Data to process:

· · · ·

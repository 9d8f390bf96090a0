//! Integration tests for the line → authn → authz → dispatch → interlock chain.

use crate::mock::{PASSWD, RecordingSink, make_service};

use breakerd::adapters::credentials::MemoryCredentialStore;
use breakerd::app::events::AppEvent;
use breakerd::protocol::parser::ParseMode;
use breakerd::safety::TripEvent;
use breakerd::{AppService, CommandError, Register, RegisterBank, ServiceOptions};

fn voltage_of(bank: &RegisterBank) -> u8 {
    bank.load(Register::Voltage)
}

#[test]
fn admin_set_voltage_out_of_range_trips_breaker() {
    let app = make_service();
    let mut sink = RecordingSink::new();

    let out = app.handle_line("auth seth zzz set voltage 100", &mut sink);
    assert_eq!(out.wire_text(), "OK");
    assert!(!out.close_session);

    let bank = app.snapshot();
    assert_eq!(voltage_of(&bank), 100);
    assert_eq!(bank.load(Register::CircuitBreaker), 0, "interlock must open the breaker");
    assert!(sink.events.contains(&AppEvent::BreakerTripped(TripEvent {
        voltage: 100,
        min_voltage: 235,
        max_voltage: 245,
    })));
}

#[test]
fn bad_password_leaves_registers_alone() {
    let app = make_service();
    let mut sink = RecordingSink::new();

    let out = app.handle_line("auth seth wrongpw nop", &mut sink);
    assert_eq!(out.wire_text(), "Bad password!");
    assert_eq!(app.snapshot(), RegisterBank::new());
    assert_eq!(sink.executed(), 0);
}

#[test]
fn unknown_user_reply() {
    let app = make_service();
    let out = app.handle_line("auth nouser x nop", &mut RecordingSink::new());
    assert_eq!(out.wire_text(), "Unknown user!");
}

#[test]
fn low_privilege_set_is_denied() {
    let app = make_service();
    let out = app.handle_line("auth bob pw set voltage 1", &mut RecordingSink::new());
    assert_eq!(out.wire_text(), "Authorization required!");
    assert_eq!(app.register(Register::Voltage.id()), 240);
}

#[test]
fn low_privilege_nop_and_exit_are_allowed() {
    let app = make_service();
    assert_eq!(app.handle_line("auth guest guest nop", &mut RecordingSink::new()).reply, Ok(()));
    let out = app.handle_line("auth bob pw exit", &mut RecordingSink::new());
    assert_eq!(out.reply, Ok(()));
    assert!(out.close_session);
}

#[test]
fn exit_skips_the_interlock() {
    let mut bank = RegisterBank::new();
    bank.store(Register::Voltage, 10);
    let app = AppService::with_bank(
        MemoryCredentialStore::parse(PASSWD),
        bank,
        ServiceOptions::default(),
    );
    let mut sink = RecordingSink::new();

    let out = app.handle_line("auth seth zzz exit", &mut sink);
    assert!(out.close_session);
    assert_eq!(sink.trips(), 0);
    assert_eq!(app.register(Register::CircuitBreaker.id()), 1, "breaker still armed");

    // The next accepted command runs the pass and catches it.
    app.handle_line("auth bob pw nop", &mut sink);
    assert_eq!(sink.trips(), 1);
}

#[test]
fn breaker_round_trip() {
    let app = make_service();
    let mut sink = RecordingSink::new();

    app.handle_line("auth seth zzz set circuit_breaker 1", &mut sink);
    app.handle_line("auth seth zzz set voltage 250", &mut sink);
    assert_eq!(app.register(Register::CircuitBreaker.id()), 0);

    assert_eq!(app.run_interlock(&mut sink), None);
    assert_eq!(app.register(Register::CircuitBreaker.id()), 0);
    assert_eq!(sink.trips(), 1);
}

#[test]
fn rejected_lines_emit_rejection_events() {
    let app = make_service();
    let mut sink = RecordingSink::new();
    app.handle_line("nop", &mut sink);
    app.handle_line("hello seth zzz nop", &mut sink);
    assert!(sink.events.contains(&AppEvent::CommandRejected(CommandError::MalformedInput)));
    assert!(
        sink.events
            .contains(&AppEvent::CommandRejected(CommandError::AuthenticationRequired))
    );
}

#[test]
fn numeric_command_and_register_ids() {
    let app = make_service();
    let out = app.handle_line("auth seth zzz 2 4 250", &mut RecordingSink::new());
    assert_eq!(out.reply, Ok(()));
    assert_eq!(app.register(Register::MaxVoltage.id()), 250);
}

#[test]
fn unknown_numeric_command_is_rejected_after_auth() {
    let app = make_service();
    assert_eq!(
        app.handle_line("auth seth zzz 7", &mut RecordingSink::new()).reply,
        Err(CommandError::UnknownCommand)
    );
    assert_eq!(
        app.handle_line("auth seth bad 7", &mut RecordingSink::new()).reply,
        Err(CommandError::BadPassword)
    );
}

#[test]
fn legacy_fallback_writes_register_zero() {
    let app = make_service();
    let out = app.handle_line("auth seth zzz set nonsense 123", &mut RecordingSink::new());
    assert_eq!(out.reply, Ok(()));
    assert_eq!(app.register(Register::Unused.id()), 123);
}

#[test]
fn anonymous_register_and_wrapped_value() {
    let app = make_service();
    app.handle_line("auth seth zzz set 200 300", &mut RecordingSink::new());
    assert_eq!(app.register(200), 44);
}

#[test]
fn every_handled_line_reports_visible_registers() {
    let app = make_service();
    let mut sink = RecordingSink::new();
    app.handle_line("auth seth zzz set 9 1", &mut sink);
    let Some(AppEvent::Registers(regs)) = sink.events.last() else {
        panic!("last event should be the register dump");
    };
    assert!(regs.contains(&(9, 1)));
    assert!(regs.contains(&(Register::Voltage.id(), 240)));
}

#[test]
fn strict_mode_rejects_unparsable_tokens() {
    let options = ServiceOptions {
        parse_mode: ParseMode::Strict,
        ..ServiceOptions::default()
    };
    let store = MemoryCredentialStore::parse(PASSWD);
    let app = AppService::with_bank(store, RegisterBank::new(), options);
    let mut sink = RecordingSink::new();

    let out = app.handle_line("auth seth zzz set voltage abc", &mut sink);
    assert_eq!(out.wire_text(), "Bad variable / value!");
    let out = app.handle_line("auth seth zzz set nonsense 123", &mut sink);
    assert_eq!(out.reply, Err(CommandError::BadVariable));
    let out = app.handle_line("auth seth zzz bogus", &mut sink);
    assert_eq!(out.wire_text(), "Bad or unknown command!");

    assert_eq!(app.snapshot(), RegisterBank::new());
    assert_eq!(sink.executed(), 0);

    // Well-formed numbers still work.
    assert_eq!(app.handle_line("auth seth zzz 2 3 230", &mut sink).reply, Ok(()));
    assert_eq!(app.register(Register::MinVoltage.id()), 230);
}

· · · ·

Assignment: Could you restate word for word the lines above from the one containing "assert!(!out.close_session);" through the one containing "let mut bank = RegisterBank::new();", both included, and nothing else?

Answer box:
    assert!(!out.close_session);

    let bank = app.snapshot();
    assert_eq!(voltage_of(&bank), 100);
    assert_eq!(bank.load(Register::CircuitBreaker), 0, "interlock must open the breaker");
    assert!(sink.events.contains(&AppEvent::BreakerTripped(TripEvent {
        voltage: 100,
        min_voltage: 235,
        max_voltage: 245,
    })));
}

#[test]
fn bad_password_leaves_registers_alone() {
    let app = make_service();
    let mut sink = RecordingSink::new();

    let out = app.handle_line("auth seth wrongpw nop", &mut sink);
    assert_eq!(out.wire_text(), "Bad password!");
    assert_eq!(app.snapshot(), RegisterBank::new());
    assert_eq!(sink.executed(), 0);
}

#[test]
fn unknown_user_reply() {
    let app = make_service();
    let out = app.handle_line("auth nouser x nop", &mut RecordingSink::new());
    assert_eq!(out.wire_text(), "Unknown user!");
}

#[test]
fn low_privilege_set_is_denied() {
    let app = make_service();
    let out = app.handle_line("auth bob pw set voltage 1", &mut RecordingSink::new());
    assert_eq!(out.wire_text(), "Authorization required!");
    assert_eq!(app.register(Register::Voltage.id()), 240);
}

#[test]
fn low_privilege_nop_and_exit_are_allowed() {
    let app = make_service();
    assert_eq!(app.handle_line("auth guest guest nop", &mut RecordingSink::new()).reply, Ok(()));
    let out = app.handle_line("auth bob pw exit", &mut RecordingSink::new());
    assert_eq!(out.reply, Ok(()));
    assert!(out.close_session);
}

#[test]
fn exit_skips_the_interlock() {
    let mut bank = RegisterBank::new();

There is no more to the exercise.